> [WORK REQUEST]:
In the entries, find all lines that hold the word "AnalysisResponse" and copy them.

___

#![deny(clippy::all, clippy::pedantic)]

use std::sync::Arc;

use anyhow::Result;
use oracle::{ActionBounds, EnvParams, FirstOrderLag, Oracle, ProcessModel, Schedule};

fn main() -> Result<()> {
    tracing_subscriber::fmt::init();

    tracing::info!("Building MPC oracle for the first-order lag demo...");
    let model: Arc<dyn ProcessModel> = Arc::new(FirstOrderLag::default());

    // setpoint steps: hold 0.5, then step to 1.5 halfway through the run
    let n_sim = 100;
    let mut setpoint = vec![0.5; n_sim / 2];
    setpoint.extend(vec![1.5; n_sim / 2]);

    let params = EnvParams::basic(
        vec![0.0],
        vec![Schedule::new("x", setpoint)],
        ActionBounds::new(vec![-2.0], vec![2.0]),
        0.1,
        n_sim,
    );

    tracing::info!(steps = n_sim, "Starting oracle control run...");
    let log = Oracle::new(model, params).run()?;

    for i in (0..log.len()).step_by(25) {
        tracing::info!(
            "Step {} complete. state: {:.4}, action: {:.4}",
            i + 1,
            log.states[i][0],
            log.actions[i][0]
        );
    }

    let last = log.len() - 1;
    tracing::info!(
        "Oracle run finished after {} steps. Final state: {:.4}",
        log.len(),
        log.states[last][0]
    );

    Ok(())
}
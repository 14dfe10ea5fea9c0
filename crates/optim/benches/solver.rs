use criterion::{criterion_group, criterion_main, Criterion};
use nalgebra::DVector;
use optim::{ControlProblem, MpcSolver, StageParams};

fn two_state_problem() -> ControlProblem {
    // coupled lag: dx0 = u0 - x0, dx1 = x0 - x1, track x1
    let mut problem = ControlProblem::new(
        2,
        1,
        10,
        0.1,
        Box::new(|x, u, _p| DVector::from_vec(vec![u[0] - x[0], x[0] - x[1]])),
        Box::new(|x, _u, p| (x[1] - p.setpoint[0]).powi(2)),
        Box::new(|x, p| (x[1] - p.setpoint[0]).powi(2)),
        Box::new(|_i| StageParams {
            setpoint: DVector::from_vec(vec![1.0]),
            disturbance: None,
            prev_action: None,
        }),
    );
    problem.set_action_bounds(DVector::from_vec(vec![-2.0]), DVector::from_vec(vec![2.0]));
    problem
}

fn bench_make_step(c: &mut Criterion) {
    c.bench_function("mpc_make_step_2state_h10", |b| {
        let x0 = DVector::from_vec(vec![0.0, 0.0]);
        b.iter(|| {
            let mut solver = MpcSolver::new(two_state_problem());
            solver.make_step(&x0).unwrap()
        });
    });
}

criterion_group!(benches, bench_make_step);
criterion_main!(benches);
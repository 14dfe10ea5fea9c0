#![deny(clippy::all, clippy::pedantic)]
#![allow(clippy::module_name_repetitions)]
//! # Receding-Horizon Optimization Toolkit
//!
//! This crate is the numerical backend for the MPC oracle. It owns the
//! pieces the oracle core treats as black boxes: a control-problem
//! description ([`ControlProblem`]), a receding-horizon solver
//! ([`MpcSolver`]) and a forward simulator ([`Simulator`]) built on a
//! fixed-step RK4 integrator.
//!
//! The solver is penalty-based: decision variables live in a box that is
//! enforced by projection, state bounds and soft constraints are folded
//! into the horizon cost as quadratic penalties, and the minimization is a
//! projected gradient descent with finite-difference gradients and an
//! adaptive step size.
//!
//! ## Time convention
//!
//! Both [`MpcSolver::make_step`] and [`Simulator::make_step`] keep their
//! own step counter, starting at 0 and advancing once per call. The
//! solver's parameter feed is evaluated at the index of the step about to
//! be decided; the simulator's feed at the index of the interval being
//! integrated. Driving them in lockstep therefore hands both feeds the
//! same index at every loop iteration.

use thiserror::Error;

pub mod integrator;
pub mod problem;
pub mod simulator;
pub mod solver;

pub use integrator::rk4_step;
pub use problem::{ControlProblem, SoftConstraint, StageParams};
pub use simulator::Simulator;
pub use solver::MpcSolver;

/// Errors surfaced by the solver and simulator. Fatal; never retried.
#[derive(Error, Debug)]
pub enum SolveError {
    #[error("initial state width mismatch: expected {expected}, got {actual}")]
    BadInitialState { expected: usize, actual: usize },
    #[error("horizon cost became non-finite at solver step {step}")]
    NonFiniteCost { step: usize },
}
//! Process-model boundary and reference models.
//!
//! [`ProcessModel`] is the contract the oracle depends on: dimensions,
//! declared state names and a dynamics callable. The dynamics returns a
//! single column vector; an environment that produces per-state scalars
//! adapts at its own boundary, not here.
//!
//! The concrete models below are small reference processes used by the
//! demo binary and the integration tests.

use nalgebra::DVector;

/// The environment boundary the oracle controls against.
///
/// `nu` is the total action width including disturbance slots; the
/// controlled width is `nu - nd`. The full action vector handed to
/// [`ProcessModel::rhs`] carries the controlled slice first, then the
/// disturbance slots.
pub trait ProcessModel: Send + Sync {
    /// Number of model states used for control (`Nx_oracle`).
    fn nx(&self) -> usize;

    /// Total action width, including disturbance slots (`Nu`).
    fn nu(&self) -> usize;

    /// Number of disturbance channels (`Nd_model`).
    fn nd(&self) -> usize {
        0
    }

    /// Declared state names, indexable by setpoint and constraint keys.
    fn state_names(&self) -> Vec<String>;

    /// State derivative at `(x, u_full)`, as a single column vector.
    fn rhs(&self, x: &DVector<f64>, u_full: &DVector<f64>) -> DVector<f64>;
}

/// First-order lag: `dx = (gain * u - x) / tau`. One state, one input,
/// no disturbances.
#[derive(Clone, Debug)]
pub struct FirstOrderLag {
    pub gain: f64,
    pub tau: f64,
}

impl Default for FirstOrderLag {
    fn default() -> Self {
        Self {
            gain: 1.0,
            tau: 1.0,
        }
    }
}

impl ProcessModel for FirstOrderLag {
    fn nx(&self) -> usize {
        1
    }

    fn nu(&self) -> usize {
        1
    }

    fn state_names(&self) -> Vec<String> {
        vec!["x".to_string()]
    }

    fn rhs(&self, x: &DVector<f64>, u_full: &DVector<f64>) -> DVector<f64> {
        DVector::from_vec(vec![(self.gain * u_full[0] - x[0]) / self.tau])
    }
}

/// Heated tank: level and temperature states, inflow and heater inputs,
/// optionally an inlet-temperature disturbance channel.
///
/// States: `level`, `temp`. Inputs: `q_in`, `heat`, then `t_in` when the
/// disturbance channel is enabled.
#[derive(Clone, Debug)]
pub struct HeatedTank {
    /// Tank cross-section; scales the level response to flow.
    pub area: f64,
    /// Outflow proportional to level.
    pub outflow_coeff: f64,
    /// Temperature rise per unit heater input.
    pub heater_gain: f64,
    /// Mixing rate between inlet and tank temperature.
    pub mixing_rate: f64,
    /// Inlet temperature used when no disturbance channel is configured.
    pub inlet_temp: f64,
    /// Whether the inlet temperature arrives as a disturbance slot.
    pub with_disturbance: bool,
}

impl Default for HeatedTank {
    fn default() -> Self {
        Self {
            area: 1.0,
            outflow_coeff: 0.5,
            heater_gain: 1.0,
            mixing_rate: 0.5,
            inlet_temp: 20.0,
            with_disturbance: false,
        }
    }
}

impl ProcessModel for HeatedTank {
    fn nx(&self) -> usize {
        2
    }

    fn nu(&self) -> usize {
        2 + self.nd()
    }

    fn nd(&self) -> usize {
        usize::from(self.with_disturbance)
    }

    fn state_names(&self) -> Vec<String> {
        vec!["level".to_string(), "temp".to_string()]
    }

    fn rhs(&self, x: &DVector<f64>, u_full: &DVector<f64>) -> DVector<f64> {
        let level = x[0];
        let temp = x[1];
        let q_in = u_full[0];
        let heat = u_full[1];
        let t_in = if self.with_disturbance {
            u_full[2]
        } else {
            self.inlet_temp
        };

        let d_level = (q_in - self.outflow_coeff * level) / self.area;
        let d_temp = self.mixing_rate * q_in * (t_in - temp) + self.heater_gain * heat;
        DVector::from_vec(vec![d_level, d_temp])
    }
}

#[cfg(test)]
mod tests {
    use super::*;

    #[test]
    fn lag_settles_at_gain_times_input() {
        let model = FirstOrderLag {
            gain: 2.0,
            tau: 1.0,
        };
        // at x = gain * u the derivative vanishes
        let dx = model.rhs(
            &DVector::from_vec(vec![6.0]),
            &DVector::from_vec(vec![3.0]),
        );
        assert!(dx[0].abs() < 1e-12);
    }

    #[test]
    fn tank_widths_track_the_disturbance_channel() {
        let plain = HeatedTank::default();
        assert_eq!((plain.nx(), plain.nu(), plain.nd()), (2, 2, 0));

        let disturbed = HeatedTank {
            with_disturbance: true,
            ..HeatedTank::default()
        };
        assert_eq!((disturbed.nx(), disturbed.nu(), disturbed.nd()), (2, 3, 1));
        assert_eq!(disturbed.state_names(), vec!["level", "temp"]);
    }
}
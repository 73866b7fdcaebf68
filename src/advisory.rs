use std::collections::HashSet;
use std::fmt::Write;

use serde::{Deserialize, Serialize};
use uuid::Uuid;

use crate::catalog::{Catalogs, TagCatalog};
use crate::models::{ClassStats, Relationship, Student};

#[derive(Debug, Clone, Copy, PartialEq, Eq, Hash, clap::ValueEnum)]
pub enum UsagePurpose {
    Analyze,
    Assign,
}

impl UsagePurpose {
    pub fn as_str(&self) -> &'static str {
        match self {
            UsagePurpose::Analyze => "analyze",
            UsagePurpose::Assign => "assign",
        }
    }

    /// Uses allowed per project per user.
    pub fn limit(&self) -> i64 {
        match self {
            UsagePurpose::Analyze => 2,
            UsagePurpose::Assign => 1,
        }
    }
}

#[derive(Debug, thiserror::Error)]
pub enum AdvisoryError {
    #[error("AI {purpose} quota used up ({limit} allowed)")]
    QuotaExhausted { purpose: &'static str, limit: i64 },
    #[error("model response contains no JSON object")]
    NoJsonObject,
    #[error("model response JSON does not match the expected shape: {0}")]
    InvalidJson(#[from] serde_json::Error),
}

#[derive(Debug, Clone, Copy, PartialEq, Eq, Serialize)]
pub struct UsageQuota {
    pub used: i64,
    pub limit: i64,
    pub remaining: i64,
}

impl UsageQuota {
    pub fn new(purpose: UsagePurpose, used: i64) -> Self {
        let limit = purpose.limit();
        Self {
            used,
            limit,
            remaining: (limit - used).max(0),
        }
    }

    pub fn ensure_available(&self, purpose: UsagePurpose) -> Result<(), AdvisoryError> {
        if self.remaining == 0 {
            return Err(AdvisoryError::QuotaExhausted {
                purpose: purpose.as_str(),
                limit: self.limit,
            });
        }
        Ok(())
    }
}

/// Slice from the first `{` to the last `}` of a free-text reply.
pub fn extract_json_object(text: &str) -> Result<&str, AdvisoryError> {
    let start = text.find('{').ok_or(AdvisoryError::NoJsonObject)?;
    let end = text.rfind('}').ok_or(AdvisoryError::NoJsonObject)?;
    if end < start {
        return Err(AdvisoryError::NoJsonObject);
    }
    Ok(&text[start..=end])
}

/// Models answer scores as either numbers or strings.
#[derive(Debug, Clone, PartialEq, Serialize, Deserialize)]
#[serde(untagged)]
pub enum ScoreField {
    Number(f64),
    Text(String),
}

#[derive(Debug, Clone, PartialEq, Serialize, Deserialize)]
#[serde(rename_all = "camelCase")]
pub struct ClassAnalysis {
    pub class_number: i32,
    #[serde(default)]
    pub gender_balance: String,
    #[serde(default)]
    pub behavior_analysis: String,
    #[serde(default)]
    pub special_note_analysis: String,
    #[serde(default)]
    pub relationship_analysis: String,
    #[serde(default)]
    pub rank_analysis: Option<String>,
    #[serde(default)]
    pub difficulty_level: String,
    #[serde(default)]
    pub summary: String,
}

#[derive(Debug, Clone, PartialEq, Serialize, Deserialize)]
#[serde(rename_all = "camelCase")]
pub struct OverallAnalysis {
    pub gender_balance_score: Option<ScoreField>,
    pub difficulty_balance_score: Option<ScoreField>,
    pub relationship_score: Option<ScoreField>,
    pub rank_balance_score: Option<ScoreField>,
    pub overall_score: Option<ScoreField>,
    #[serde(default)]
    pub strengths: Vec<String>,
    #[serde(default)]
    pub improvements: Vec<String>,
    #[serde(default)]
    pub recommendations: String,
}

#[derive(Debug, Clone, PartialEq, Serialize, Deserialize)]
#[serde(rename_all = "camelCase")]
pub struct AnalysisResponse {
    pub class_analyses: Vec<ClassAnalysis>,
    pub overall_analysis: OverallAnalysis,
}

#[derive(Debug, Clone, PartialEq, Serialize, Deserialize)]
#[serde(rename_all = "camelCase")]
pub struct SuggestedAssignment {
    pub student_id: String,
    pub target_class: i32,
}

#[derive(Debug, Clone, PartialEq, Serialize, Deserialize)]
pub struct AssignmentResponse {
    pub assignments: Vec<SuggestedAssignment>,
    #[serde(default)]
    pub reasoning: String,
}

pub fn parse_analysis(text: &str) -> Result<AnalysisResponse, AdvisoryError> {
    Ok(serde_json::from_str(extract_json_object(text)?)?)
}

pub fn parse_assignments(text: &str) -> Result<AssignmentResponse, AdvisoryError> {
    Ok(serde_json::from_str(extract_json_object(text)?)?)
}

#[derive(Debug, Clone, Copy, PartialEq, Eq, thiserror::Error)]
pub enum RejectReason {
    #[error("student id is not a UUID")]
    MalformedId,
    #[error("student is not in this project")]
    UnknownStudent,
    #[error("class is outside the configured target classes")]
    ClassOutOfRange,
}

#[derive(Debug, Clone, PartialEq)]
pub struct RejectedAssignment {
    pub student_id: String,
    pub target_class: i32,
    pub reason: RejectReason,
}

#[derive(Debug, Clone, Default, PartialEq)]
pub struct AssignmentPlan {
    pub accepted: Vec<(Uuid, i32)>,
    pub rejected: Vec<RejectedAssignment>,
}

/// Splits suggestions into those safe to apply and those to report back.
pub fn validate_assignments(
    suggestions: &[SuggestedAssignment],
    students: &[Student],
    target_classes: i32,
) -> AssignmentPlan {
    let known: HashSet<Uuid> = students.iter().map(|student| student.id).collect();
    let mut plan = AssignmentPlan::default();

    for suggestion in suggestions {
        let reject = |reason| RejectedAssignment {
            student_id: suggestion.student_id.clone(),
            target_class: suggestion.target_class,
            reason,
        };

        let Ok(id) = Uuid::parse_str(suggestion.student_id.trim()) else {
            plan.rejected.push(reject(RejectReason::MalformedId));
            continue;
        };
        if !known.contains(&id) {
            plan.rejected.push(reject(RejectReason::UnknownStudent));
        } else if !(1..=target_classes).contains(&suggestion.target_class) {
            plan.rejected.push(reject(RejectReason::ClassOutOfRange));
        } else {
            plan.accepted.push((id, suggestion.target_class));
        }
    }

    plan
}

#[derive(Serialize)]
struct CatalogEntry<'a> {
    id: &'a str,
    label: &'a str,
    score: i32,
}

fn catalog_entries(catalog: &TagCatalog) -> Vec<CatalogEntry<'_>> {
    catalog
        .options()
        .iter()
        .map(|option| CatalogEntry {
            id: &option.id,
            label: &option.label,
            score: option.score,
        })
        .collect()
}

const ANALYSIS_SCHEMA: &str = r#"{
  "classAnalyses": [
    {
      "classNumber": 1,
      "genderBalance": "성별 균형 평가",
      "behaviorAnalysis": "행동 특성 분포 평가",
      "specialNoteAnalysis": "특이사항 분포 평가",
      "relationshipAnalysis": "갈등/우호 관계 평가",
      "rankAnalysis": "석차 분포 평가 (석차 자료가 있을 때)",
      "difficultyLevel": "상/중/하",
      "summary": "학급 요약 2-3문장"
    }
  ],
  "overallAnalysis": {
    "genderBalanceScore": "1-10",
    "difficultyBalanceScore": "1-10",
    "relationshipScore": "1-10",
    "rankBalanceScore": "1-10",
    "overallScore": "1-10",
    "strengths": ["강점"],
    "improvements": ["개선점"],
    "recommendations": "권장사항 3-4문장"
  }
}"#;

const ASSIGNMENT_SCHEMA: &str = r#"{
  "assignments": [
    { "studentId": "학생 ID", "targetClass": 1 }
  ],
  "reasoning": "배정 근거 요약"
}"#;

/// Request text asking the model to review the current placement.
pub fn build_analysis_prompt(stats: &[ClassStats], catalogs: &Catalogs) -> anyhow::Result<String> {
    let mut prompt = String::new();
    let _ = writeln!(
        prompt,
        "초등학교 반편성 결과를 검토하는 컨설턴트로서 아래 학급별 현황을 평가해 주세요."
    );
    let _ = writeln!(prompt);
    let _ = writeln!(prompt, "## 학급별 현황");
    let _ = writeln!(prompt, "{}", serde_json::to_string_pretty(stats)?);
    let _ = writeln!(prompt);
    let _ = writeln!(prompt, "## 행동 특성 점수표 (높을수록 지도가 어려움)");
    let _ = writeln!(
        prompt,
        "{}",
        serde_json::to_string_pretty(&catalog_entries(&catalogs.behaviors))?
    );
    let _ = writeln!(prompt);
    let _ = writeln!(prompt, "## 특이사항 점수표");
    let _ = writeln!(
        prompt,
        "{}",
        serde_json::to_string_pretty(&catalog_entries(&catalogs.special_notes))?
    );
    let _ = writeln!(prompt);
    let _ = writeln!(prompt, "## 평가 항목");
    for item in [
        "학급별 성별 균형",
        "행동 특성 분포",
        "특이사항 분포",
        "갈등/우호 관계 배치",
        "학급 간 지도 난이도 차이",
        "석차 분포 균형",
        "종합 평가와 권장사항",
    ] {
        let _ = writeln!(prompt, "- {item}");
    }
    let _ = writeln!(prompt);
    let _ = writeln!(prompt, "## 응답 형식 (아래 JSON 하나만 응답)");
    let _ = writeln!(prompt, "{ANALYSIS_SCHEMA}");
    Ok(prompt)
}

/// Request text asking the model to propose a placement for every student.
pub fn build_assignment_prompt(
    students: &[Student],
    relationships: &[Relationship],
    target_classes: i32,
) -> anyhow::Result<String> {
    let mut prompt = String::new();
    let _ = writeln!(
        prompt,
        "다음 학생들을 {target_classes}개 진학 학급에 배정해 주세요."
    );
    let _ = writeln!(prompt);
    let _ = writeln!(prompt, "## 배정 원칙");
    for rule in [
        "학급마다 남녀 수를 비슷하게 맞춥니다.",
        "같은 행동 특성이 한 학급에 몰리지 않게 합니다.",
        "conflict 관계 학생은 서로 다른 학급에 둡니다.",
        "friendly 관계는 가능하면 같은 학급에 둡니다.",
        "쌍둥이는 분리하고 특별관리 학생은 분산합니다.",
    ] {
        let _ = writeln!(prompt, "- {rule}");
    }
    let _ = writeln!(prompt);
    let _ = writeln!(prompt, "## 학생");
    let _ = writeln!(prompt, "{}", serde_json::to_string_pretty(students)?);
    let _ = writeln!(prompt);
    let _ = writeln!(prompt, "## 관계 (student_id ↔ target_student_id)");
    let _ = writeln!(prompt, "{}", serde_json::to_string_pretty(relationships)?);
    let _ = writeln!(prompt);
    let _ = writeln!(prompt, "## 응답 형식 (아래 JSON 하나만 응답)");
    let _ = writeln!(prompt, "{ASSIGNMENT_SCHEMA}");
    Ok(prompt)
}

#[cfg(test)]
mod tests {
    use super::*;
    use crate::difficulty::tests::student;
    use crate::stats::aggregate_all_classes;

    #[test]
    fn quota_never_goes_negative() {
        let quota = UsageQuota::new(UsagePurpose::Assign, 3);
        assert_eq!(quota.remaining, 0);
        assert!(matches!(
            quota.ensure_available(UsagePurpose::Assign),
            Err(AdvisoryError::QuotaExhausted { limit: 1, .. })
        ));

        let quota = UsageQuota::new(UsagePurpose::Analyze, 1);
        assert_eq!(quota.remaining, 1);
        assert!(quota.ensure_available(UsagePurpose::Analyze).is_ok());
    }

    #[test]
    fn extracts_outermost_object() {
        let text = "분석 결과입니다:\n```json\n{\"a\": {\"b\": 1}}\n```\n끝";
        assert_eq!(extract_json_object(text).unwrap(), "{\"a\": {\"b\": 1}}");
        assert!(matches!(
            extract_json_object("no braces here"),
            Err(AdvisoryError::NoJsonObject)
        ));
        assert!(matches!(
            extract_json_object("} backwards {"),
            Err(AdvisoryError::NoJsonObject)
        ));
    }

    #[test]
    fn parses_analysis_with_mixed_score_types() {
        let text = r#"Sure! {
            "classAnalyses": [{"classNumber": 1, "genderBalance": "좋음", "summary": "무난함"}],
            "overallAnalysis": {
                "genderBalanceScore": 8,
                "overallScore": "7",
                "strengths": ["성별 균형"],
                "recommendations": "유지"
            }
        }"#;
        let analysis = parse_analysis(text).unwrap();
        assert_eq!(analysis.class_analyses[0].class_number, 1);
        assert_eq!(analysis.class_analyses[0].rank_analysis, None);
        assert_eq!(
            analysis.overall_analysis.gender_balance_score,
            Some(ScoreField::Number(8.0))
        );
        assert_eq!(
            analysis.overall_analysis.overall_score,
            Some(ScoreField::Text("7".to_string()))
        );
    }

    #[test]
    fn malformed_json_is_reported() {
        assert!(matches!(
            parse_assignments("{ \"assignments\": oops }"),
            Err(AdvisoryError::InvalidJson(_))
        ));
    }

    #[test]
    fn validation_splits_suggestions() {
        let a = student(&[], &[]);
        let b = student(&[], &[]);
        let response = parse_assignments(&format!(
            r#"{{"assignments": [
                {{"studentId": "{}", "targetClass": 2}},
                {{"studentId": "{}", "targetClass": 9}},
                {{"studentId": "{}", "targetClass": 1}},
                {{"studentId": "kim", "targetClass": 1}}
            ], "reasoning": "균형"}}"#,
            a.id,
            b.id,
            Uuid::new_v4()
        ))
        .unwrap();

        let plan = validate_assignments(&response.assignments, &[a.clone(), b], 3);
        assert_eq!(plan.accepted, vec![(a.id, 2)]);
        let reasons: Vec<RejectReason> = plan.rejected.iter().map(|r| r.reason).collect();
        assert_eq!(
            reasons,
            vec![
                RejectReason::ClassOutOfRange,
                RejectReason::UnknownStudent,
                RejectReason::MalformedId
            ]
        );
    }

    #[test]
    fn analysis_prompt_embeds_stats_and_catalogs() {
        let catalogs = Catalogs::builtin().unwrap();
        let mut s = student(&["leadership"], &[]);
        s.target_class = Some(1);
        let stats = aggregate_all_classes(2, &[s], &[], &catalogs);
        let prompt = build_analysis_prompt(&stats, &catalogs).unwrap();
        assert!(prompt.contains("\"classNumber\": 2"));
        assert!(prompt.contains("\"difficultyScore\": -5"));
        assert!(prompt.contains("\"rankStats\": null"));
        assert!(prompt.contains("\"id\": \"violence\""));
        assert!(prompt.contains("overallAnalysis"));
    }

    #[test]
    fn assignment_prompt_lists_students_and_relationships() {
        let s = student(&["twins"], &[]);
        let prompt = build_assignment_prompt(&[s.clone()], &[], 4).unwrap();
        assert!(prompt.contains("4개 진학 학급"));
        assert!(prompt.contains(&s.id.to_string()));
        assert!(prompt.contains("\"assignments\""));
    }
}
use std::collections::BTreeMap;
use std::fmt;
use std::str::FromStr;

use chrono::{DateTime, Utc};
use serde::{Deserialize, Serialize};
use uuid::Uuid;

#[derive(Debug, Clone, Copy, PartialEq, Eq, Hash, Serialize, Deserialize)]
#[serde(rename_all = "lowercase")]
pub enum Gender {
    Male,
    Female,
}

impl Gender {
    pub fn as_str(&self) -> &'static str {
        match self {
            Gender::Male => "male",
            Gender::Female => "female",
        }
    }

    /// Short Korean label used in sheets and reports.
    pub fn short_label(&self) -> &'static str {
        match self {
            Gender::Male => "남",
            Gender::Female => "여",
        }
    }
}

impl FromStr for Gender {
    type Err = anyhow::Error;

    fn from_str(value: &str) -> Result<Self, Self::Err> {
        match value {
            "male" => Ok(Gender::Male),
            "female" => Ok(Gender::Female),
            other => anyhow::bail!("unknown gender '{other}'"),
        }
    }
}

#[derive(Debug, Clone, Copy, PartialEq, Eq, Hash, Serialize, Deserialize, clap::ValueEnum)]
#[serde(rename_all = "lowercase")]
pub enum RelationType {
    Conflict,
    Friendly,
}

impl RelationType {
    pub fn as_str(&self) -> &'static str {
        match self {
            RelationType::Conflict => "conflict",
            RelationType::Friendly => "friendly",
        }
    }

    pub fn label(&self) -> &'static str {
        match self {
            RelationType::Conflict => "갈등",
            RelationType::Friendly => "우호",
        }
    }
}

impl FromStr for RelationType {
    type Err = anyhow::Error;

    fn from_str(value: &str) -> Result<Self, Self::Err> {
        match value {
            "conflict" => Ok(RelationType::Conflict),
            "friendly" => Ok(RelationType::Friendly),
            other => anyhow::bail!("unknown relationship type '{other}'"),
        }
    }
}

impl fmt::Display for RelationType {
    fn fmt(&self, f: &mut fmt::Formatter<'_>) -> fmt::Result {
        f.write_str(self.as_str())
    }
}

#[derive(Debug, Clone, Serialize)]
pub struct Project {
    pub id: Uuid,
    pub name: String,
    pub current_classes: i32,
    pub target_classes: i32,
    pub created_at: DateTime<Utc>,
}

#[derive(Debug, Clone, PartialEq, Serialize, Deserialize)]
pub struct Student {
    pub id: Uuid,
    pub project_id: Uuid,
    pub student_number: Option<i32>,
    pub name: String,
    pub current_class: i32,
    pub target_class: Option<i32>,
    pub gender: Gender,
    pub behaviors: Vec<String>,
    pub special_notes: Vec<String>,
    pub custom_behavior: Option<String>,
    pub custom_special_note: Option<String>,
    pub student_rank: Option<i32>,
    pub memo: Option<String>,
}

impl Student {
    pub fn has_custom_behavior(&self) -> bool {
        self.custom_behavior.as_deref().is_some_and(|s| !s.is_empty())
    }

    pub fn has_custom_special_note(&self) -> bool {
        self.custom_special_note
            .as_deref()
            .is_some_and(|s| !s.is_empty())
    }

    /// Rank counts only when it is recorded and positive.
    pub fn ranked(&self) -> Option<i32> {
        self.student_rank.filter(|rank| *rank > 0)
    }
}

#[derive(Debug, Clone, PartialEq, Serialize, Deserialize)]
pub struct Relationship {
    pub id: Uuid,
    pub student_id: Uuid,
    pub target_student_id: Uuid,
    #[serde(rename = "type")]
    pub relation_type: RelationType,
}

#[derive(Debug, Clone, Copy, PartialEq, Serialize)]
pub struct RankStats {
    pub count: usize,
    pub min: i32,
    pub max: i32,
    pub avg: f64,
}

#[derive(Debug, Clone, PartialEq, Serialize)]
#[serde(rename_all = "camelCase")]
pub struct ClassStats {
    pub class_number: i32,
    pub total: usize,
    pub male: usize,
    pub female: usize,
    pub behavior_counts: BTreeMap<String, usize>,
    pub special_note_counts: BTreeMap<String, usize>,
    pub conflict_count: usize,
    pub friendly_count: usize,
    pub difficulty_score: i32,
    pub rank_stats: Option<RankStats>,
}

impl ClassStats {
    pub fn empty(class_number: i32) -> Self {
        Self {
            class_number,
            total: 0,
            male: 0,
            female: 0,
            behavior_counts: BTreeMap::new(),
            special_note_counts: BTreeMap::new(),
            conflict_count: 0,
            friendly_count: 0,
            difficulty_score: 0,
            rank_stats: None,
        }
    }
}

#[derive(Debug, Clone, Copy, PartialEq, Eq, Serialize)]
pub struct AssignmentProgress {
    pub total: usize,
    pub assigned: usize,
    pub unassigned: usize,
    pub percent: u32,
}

___

> [EXERCISE SOLUTION]:
pub struct AnalysisResponse {
pub fn parse_analysis(text: &str) -> Result<AnalysisResponse, AdvisoryError> {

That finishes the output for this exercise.